In his speech, Yoni discussed how he has been discriminated against due to his disability and how he refuses to let his hearing impairment prevent him from achieving his goals. He said it makes him “a stronger person.”

“I have felt rejected and even discriminated against for being hearing disabled,” Yoni said.  “Those of us who have hearing disabilities are judged because we look different and sound different, but we are not broken … Being disabled should in no way hamper an individual to accomplish whatever milestone one sets for him or herself.”

Person to watch

Yoni plays travel soccer and attended the USA Men’s Deaf National Soccer Team training camp for three days in Dallas, Texas, and made their developmental team in April.
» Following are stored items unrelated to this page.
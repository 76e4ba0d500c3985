//! Patient models.

use serde::{Deserialize, Serialize};

/// A stored patient record.
///
/// Ids are store-generated and stable; names are not guaranteed unique, so
/// name searches may match more than one patient.
#[derive(Debug, Clone, Serialize, Deserialize, PartialEq)]
pub struct Patient {
    /// Store-generated identifier
    pub id: i64,
    /// Display name
    pub name: String,
    pub phone: Option<String>,
    pub email: Option<String>,
    pub date_of_birth: Option<String>,
    pub address: Option<String>,
    /// Creation timestamp (set by the store)
    pub created_at: String,
}

/// Fields for a patient that has not been stored yet.
#[derive(Debug, Clone, Default, Serialize, Deserialize, PartialEq)]
pub struct NewPatient {
    pub name: String,
    pub phone: Option<String>,
    pub email: Option<String>,
    pub date_of_birth: Option<String>,
    pub address: Option<String>,
}

impl NewPatient {
    /// Create a new patient with just a name.
    pub fn named(name: impl Into<String>) -> Self {
        Self {
            name: name.into(),
            ..Self::default()
        }
    }
}

#[cfg(test)]
mod tests {
    use super::*;

    #[test]
    fn test_named_patient() {
        let patient = NewPatient::named("Juan Pérez");
        assert_eq!(patient.name, "Juan Pérez");
        assert!(patient.phone.is_none());
        assert!(patient.address.is_none());
    }

    #[test]
    fn test_patient_serializes() {
        let patient = Patient {
            id: 7,
            name: "Ana Gómez".into(),
            phone: Some("123456789".into()),
            email: None,
            date_of_birth: None,
            address: None,
            created_at: "2024-01-15 10:00:00".into(),
        };

        let json = serde_json::to_string(&patient).unwrap();
        let back: Patient = serde_json::from_str(&json).unwrap();
        assert_eq!(back, patient);
    }
}
//! SQLite schema definition.

/// Complete database schema for the clinic record store.
///
/// Appointment and photo dates are stored as sortable text. Callers must
/// supply zero-padded `YYYY-MM-DD[ HH:MM]` values: range filters and
/// ordering in the query layer compare these strings lexically.
pub const SCHEMA: &str = r#"
-- Enable foreign keys
PRAGMA foreign_keys = ON;

-- ============================================================================
-- Patients
-- ============================================================================

CREATE TABLE IF NOT EXISTS patients (
    id INTEGER PRIMARY KEY AUTOINCREMENT,
    name TEXT NOT NULL,
    phone TEXT,
    email TEXT,
    date_of_birth TEXT,
    address TEXT,
    created_at TEXT NOT NULL DEFAULT CURRENT_TIMESTAMP
);

CREATE INDEX IF NOT EXISTS idx_patients_name ON patients(name);

-- ============================================================================
-- Appointments
-- ============================================================================

CREATE TABLE IF NOT EXISTS appointments (
    id INTEGER PRIMARY KEY AUTOINCREMENT,
    patient_id INTEGER NOT NULL REFERENCES patients(id),
    date TEXT NOT NULL,
    notes TEXT,
    treatment TEXT
);

CREATE INDEX IF NOT EXISTS idx_appointments_patient ON appointments(patient_id);
CREATE INDEX IF NOT EXISTS idx_appointments_date ON appointments(date);

-- ============================================================================
-- Photos (binaries live on the file system; rows hold path references)
-- ============================================================================

CREATE TABLE IF NOT EXISTS photos (
    id INTEGER PRIMARY KEY AUTOINCREMENT,
    patient_id INTEGER NOT NULL REFERENCES patients(id),
    date TEXT NOT NULL,
    file_path TEXT NOT NULL,
    description TEXT
);

CREATE INDEX IF NOT EXISTS idx_photos_patient ON photos(patient_id);

-- ============================================================================
-- Tag catalog and patient-tag associations
-- ============================================================================

CREATE TABLE IF NOT EXISTS tags (
    id INTEGER PRIMARY KEY AUTOINCREMENT,
    name TEXT UNIQUE NOT NULL,
    category TEXT NOT NULL DEFAULT 'general'
);

CREATE TABLE IF NOT EXISTS patient_tags (
    id INTEGER PRIMARY KEY AUTOINCREMENT,
    patient_id INTEGER NOT NULL REFERENCES patients(id),
    tag_id INTEGER NOT NULL REFERENCES tags(id),
    UNIQUE(patient_id, tag_id)
);

CREATE INDEX IF NOT EXISTS idx_patient_tags_patient ON patient_tags(patient_id);
CREATE INDEX IF NOT EXISTS idx_patient_tags_tag ON patient_tags(tag_id);

-- Seed the common clinic vocabulary
INSERT OR IGNORE INTO tags (name) VALUES
    ('diabetes'),
    ('uñero'),
    ('hongos'),
    ('callos'),
    ('juanetes'),
    ('pie plano'),
    ('espolón'),
    ('circulación'),
    ('anciano'),
    ('deportista'),
    ('niño'),
    ('adulto mayor'),
    ('diabético'),
    ('postoperatorio');
"#;

#[cfg(test)]
mod tests {
    use super::*;
    use rusqlite::Connection;

    #[test]
    fn test_schema_valid() {
        let conn = Connection::open_in_memory().unwrap();
        let result = conn.execute_batch(SCHEMA);
        assert!(result.is_ok(), "Schema should be valid SQL: {:?}", result);
    }

    #[test]
    fn test_schema_idempotent() {
        let conn = Connection::open_in_memory().unwrap();
        conn.execute_batch(SCHEMA).unwrap();
        // Second run must not error or duplicate seed tags
        conn.execute_batch(SCHEMA).unwrap();

        let count: i64 = conn
            .query_row(
                "SELECT COUNT(*) FROM tags WHERE name = 'diabetes'",
                [],
                |row| row.get(0),
            )
            .unwrap();
        assert_eq!(count, 1);
    }

    #[test]
    fn test_tag_name_unique() {
        let conn = Connection::open_in_memory().unwrap();
        conn.execute_batch(SCHEMA).unwrap();

        conn.execute("INSERT INTO tags (name) VALUES ('vendaje')", [])
            .unwrap();
        let result = conn.execute("INSERT INTO tags (name) VALUES ('vendaje')", []);
        assert!(result.is_err());

        // INSERT OR IGNORE on a collision must succeed without duplicating
        conn.execute("INSERT OR IGNORE INTO tags (name) VALUES ('vendaje')", [])
            .unwrap();
        let count: i64 = conn
            .query_row("SELECT COUNT(*) FROM tags WHERE name = 'vendaje'", [], |r| {
                r.get(0)
            })
            .unwrap();
        assert_eq!(count, 1);
    }

    #[test]
    fn test_patient_tag_pair_unique() {
        let conn = Connection::open_in_memory().unwrap();
        conn.execute_batch(SCHEMA).unwrap();

        conn.execute("INSERT INTO patients (name) VALUES ('Ana')", [])
            .unwrap();
        let patient_id = conn.last_insert_rowid();
        let tag_id: i64 = conn
            .query_row("SELECT id FROM tags WHERE name = 'diabetes'", [], |r| {
                r.get(0)
            })
            .unwrap();

        conn.execute(
            "INSERT INTO patient_tags (patient_id, tag_id) VALUES (?1, ?2)",
            [patient_id, tag_id],
        )
        .unwrap();
        let result = conn.execute(
            "INSERT INTO patient_tags (patient_id, tag_id) VALUES (?1, ?2)",
            [patient_id, tag_id],
        );
        assert!(result.is_err());
    }

    #[test]
    fn test_seed_tags_present() {
        let conn = Connection::open_in_memory().unwrap();
        conn.execute_batch(SCHEMA).unwrap();

        let count: i64 = conn
            .query_row("SELECT COUNT(*) FROM tags", [], |row| row.get(0))
            .unwrap();
        assert!(count >= 14);
    }
}
//! 7-day window resolution for the counting intent.

use chrono::{Datelike, Duration, NaiveDate};

use super::extract;
use super::AssistantError;

/// An inclusive 7-day date range, both bounds zero-padded `YYYY-MM-DD`.
#[derive(Debug, Clone, PartialEq, Eq)]
pub struct WeekWindow {
    pub start: String,
    pub end: String,
}

/// Resolve the counting window for a normalized question.
///
/// An explicit `D[/-]M[/-]YYYY` token anchors the window at that day;
/// otherwise the window starts on the most recent Monday (today included
/// when today is Monday). The end is always start + 6 days.
///
/// An explicit token naming an impossible date (e.g. `31/02/2024`) is a
/// malformed-date error, not a silent fallback to the current week.
pub fn week_window(normalized: &str, today: NaiveDate) -> Result<WeekWindow, AssistantError> {
    let start = match extract::date_token(normalized) {
        Some(token) => NaiveDate::from_ymd_opt(token.year, token.month, token.day).ok_or_else(
            || {
                AssistantError::InvalidDate(format!(
                    "{:02}/{:02}/{} no es una fecha válida",
                    token.day, token.month, token.year
                ))
            },
        )?,
        None => today - Duration::days(i64::from(today.weekday().num_days_from_monday())),
    };
    let end = start + Duration::days(6);

    Ok(WeekWindow {
        start: start.format("%Y-%m-%d").to_string(),
        end: end.format("%Y-%m-%d").to_string(),
    })
}
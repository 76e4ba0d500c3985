//! Tag catalog models.

use serde::{Deserialize, Serialize};

/// A catalog tag. Names are unique; the catalog lifecycle is independent of
/// patients, and assigning an unknown name catalogs it implicitly.
#[derive(Debug, Clone, Serialize, Deserialize, PartialEq)]
pub struct Tag {
    pub id: i64,
    pub name: String,
    pub category: String,
}

impl Tag {
    /// Default category for implicitly created tags.
    pub const DEFAULT_CATEGORY: &'static str = "general";
}
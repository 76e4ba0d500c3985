//! Photo reference models.
//!
//! Photo binaries live on the file system; the store only keeps the path.

use serde::{Deserialize, Serialize};

/// A stored photo reference.
#[derive(Debug, Clone, Serialize, Deserialize, PartialEq)]
pub struct Photo {
    pub id: i64,
    pub patient_id: i64,
    /// Capture timestamp, `YYYY-MM-DD HH:MM:SS`
    pub date: String,
    /// Path to the image file outside the database
    pub file_path: String,
    pub description: Option<String>,
}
It was the first time he had the opportunity to play soccer with other hearing-disabled individuals.

Yoni also helps Alexis run their hiking website that provides fellow hikers with tips and information about hiking the peaks in New York. He’s a drummer in the Westchester County Band and Orchestra and he’s an honor roll student at John Jay High School.

In June, he will attend AG Bell’s prestigious leadership LOFT program for high school students with hearing disabilities in Denver, Colo., being one of the youngest attendees accepted into this competitive program. He is one of 20 individuals who was selected to attend the program.

Yoni said that he hopes to attend medical school in the future to become an ENT (ear, nose and throat) doctor to help hearing-impaired children and that he was inspired to follow this career path by his doctor.

“I want to do operations on kids with cochlear implants so I can help change their lives,” he said.

Jonathan “Yoni” Leiderman hikes his 46th peak on Mount Allen. — Courtesy of Leo Leiderman.